Description of the task:
Nothing outside the range is wanted. Repeat exactly the lines below from the one with "the null reverse-path." through the one with "from EHLO/HELO command".

Given entries:
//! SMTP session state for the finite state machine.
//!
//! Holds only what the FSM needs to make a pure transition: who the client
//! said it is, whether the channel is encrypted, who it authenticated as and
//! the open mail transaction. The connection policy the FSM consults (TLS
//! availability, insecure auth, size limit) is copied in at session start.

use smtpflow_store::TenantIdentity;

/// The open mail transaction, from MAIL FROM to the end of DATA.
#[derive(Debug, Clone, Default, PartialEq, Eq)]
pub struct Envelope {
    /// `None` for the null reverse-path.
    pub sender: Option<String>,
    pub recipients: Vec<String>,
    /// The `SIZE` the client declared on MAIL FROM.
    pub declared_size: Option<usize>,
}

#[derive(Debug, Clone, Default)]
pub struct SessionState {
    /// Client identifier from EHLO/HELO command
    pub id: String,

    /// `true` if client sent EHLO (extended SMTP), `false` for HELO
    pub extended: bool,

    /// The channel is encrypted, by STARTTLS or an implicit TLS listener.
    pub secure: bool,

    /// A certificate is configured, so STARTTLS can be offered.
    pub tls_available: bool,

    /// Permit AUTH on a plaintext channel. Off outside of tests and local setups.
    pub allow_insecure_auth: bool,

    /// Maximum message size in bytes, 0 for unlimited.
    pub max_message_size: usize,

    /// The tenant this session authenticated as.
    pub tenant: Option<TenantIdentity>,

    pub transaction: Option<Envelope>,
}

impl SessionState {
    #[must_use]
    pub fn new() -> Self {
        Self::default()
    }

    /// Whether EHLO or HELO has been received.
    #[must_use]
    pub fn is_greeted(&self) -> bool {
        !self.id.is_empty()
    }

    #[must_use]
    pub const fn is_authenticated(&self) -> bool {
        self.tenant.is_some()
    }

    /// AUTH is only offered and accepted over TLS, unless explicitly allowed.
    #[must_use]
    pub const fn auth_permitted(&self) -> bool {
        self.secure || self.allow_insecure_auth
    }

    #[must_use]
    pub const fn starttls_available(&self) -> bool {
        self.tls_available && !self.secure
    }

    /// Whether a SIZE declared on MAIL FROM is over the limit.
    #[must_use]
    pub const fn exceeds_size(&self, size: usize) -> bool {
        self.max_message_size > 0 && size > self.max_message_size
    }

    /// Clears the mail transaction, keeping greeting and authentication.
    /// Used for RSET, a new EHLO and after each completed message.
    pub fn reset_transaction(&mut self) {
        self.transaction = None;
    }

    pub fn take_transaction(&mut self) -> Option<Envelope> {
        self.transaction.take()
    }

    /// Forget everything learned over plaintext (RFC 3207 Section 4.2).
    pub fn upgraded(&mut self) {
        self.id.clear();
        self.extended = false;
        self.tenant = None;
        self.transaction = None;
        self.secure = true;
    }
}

--

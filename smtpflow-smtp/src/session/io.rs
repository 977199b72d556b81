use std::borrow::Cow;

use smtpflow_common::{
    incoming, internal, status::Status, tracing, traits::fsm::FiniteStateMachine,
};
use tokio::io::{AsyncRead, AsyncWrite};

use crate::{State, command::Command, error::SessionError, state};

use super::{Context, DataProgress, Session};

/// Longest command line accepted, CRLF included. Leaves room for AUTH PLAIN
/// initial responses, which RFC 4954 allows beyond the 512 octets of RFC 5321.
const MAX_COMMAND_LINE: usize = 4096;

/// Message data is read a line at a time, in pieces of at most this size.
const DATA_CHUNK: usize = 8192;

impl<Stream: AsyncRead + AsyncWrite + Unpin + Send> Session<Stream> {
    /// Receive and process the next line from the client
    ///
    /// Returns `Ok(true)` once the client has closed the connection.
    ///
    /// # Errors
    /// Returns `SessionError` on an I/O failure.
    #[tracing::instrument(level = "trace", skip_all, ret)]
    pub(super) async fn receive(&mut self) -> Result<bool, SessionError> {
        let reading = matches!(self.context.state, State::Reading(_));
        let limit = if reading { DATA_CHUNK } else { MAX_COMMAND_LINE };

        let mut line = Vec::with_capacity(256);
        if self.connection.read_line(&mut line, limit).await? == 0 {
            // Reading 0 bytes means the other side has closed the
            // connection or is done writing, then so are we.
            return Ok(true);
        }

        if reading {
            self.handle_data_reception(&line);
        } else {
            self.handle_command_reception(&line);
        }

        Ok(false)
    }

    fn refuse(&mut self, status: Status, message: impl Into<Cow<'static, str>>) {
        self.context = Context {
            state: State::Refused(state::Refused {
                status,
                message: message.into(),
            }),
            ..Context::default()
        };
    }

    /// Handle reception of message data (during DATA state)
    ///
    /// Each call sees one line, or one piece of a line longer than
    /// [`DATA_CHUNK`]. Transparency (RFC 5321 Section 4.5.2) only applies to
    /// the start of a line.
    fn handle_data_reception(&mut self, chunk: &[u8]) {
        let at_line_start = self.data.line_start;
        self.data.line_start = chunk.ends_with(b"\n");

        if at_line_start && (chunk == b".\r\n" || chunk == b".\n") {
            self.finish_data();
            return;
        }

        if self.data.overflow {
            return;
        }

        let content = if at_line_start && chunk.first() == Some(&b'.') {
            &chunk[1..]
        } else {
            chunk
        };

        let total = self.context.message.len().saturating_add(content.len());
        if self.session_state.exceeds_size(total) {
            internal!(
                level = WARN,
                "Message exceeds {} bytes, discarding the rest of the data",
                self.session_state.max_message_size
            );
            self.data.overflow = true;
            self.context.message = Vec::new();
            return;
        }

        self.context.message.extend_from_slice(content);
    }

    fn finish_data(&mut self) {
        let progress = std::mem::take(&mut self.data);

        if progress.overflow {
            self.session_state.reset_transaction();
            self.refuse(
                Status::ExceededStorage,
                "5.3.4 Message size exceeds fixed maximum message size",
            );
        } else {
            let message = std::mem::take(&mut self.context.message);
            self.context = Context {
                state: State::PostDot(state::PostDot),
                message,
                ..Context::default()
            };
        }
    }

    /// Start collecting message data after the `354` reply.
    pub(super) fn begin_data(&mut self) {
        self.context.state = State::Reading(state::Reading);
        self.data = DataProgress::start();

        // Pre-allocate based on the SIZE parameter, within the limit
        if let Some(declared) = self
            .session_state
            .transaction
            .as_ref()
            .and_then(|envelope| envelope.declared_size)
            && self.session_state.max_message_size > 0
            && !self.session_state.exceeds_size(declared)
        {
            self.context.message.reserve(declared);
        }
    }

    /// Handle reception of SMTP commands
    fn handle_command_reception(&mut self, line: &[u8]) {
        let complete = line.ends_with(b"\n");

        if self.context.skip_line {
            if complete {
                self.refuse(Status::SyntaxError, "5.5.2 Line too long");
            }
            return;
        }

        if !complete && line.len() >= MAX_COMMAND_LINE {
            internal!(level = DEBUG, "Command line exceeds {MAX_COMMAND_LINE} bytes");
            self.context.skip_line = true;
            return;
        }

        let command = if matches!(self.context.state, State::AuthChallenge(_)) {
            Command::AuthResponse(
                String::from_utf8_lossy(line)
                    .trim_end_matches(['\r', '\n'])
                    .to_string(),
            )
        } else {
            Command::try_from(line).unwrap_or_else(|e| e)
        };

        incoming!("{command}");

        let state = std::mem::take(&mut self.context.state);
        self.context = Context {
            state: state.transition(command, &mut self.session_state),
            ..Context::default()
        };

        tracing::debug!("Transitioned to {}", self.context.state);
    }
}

Response to this exercise:
    /// `None` for the null reverse-path.
    pub sender: Option<String>,
    pub recipients: Vec<String>,
    /// The `SIZE` the client declared on MAIL FROM.
    pub declared_size: Option<usize>,
}

#[derive(Debug, Clone, Default)]
pub struct SessionState {
    /// Client identifier from EHLO/HELO command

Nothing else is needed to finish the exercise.